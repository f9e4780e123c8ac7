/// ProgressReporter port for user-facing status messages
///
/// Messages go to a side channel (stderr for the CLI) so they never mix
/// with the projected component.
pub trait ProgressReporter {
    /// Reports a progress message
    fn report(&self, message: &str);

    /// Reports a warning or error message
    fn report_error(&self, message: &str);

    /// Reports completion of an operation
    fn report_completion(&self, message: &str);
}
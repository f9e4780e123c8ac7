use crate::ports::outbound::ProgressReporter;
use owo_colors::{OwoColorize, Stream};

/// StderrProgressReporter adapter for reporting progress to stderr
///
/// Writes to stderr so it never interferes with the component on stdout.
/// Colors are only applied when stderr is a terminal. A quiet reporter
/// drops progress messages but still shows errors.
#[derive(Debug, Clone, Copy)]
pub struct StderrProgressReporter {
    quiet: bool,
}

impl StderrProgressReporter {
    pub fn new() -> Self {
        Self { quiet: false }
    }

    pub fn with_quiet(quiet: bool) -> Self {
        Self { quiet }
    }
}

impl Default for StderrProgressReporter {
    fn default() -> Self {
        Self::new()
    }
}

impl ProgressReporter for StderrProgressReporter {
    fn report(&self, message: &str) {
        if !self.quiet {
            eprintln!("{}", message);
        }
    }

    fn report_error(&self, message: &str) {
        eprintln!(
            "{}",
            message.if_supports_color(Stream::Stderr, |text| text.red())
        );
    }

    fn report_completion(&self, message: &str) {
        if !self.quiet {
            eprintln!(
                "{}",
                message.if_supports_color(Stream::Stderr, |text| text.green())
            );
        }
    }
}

——

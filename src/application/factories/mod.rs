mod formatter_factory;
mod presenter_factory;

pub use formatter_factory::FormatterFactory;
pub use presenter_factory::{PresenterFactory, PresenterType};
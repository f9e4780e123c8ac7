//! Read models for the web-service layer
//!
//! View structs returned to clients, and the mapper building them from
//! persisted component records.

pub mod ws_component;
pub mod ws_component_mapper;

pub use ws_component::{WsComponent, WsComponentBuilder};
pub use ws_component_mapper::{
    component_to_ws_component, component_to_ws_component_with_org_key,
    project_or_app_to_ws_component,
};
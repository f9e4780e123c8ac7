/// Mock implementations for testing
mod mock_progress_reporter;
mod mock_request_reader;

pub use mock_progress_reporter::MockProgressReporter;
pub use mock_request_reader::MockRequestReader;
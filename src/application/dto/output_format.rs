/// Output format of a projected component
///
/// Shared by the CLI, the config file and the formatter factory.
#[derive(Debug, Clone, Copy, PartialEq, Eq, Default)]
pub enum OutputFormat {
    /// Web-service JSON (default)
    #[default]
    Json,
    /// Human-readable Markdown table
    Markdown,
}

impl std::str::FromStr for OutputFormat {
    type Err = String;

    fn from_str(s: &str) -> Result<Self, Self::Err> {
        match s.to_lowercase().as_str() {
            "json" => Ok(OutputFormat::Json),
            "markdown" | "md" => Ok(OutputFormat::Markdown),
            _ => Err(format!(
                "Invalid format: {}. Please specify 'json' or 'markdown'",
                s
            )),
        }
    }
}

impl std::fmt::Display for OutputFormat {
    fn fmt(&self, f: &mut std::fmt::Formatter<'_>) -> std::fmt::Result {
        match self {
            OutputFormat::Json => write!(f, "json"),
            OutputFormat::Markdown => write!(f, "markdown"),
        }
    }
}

——

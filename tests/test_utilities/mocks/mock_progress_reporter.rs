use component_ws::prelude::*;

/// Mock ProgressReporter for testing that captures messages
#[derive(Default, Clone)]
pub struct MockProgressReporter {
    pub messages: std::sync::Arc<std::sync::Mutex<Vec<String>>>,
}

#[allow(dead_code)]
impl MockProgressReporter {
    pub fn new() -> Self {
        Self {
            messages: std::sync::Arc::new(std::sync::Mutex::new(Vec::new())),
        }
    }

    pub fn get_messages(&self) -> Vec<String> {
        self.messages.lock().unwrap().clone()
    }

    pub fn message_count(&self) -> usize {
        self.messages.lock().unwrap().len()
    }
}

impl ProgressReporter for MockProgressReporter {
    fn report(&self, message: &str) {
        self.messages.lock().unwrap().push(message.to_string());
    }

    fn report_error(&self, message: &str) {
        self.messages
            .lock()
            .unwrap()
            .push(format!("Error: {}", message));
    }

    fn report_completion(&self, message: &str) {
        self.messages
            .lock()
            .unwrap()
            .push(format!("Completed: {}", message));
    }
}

——

_WHAT TO DO_:
Filter the listing above so that only lines holding the word "quiet" remain, and report those lines.

_WRITTEN ANSWER_:
/// Colors are only applied when stderr is a terminal. A quiet reporter
    quiet: bool,
        Self { quiet: false }
    pub fn with_quiet(quiet: bool) -> Self {
        Self { quiet }
        if !self.quiet {
        if !self.quiet {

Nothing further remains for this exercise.